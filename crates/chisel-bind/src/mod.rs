//! chisel-bind: rule-based C header to C# binding generator
//!
//! This crate turns a parsed C-header AST into idiomatic C# P/Invoke
//! bindings by:
//! - Applying ordered, predicate-matched rewrite rules to the source tree
//!   before structural mapping and to the generated tree after it
//! - Promoting preprocessor macros to typed constants, rewriting
//!   cross-macro references inside value expressions
//! - Normalizing C identifiers to C# naming conventions
//! - Emitting the generated tree as C# source files
//!
//! # Architecture
//!
//! ```text
//! ┌──────────────────┐
//! │ header AST (JSON)│  external parser collaborator
//! └────────┬─────────┘
//!          ▼
//!   ┌─────────────┐   source rules
//!   │ HeaderTree  │◄──────────────
//!   └──────┬──────┘
//!          ▼ structural mapping
//!   ┌─────────────┐   binding rules, macro promotion
//!   │ BindingTree │◄─────────────────────────────────
//!   └──────┬──────┘
//!          ▼
//!     C# source files
//! ```
//!
//! # Usage
//!
//! ```no_run
//! use std::path::Path;
//! use chisel_bind::generator::{Generator, GeneratorOptions};
//! use chisel_bind::parser::load_header_ast;
//! use chisel_bind::rules::infer_ref_directions;
//!
//! let compilation = load_header_ast(Path::new("include/phonon.json"))?;
//! Generator::new(GeneratorOptions::new("SteamAudio", "IPL"))
//!     .binding_rule(infer_ref_directions())
//!     .generate(compilation, Path::new("generated"))?;
//! # Ok::<(), chisel_bind::BindError>(())
//! ```

// Core types
pub mod binding;
pub mod doc;
pub mod header;
pub mod names;
pub mod types;

// Transform stages
pub mod mapper;
pub mod promote;
pub mod rules;

// Input, output, and orchestration
pub mod diagnostics;
pub mod emit;
pub mod generator;
pub mod parser;


// Re-exports for convenience
pub use binding::{BindingDef, BindingKind, BindingNode, BindingTree, EnumValue};
pub use diagnostics::{BindError, BindResult, Diagnostic, DiagnosticSeverity, Diagnostics};
pub use doc::{DirectionHint, HeaderDoc, ParamDoc};
pub use emit::{emit_tree, EmittedFile};
pub use generator::{GenerateOutput, Generator, GeneratorOptions};
pub use header::{
    CType, HeaderCompilation, HeaderDef, HeaderKind, HeaderMacro, HeaderNode, HeaderTree, NodeId,
    Visibility,
};
pub use mapper::map_header;
pub use names::NameReplacementTable;
pub use parser::{load_header_ast, parse_header_ast};
pub use promote::{promote, rename_macro_refs, MacroRule};
pub use rules::{apply_rules, infer_ref_directions, NameFilter, Rule, RuleTree};
pub use types::{CsPrimitive, CsType, RefKind, UnmanagedKind};

/// Crate version
pub const VERSION: &str = env!("CARGO_PKG_VERSION");

/// Crate name
pub const NAME: &str = env!("CARGO_PKG_NAME");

__Assigned task__
Anywhere the listing shows the word "diagnostics", copy the full line.

__Expected answer__
pub mod diagnostics;
pub use diagnostics::{BindError, BindResult, Diagnostic, DiagnosticSeverity, Diagnostics};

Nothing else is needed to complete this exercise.